L’idéologie rousseauiste, encore caricaturée aujourd’hui par l’esprit voltairien, présuppose un état de nature de l’homme primordial, serein, un état « heureux », détaché de toute inscription dans une histoire (ou dans des traces de succession). L’homme contemporain n’est qu’une figure singée de l’homme primordial : l’homme de la société est un homme vieilli, corrompu, détérioré, précisément par ce que la perfectibilité lui a fait acquérir. Une malédiction universelle serait intervenue et nous aurait éloignés de cet état de bonheur originel. Rousseau ne prétend pas vouloir retrouver l’état originel – ce qui serait utopique – mais il aspire à s’arracher à la corruption de la société. Cet arrachement n’est précisément pas réalisable à travers la philosophie et l’écriture – qui sont justement les armes de cette société. Rousseau a progressivement compris comment se soustraire à cette détérioration de l’espèce humaine : ce n’est qu’à travers les « accidents » ou la vieillesse que l’oubli libérateur devient possible.
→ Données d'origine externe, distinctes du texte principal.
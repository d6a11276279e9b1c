//! Channel manager: starts every channel and merges their streams.

use futures::stream::{self, StreamExt};
use tracing::{info, warn};

use crate::channels::channel::{Channel, IncomingMessage, MessageStream, OutgoingResponse};
use crate::error::ChannelError;

/// Owns the inbound channels and routes replies back to them.
#[derive(Default)]
pub struct ChannelManager {
    channels: Vec<Box<dyn Channel>>,
}

impl ChannelManager {
    pub fn new() -> Self {
        Self::default()
    }

    pub fn add(&mut self, channel: Box<dyn Channel>) {
        self.channels.push(channel);
    }

    pub fn names(&self) -> Vec<&str> {
        self.channels.iter().map(|c| c.name()).collect()
    }

    /// Start every channel. One failing channel aborts startup.
    pub async fn start_all(&self) -> Result<MessageStream, ChannelError> {
        let mut streams = Vec::with_capacity(self.channels.len());
        for channel in &self.channels {
            streams.push(channel.start().await?);
            info!(channel = channel.name(), "Channel started");
        }
        Ok(Box::pin(stream::select_all(streams)))
    }

    /// Reply on the channel the message came from.
    pub async fn respond(
        &self,
        msg: &IncomingMessage,
        response: OutgoingResponse,
    ) -> Result<(), ChannelError> {
        let channel = self
            .channels
            .iter()
            .find(|c| c.name() == msg.channel)
            .ok_or_else(|| ChannelError::NotFound(msg.channel.clone()))?;
        channel.respond(msg, response).await
    }

    /// Health-check every channel, logging failures.
    pub async fn health_check_all(&self) {
        for channel in &self.channels {
            if let Err(e) = channel.health_check().await {
                warn!(channel = channel.name(), "Health check failed: {e}");
            }
        }
    }

    pub async fn shutdown_all(&self) {
        for channel in &self.channels {
            if let Err(e) = channel.shutdown().await {
                warn!(channel = channel.name(), "Shutdown failed: {e}");
            }
        }
    }
}
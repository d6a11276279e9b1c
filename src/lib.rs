//! Mail relay: forwards matching mail to chat through an outgoing bot.

pub mod bots;
pub mod channels;
pub mod config;
pub mod dispatch;
pub mod error;
pub mod relay;
pub mod rules;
L’un de ces principaux accidents paradoxalement heureux auxquels Rousseau a fait face est celui de l’adversité : sans même avoir cherché l’opposition de ses contemporains, Rousseau a fait les frais de la bassesse morale de ses pairs, au premier rang desquels Voltaire. S’il a assurément exagéré et hypertrophié ce complot universel le visant, l’adversité réelle dont il a fait l’objet est le meilleur accident, qui lui fait prendre conscience qu’il n’appartient plus à la même espèce. « Mon cœur s’est purifié à la coupelle de l’adversité », écrit-il dès la première promenade. Un autre accident joue un rôle décisif : le 24 octobre 1776 à Ménilmontant, Rousseau est renversé par un chien. Ne pourrait-on pas voir dans cette attaque la métaphore des persécutions exercées par d’autres chiens, bien humains ceux-là ? Heureusement, ces persécutions ont retiré à Rousseau tout espoir mondain, toute vanité, toute prétention de vouloir faire carrière, et l’ont renforcé dans les avantages de la vieillesse, autorisant le retour à soi, la redécouverte des joies enfantines, rendues possibles par la mémoire trouée. Alors, l’homme naît une seconde fois, qui n’a plus conscience du passé, des idées, de tout ce qui a été produit par le vieillissement de l’espèce. Il vit désormais pleinement le présent.
L’interruption des Rêveries ne doit pas être considérée comme un inachèvement, mais – bien au contraire – comme un achèvement : cette œuvre est achevée dans le sens inédit où Rousseau est parvenu à se défaire de la littérature et de toutes les prétentions de ses contemporains, il est parvenu à éprouver l’état de bonheur qu’il recherchait si fortement dans ses promenades.
Il faut imaginer Jean-Jacques heureux.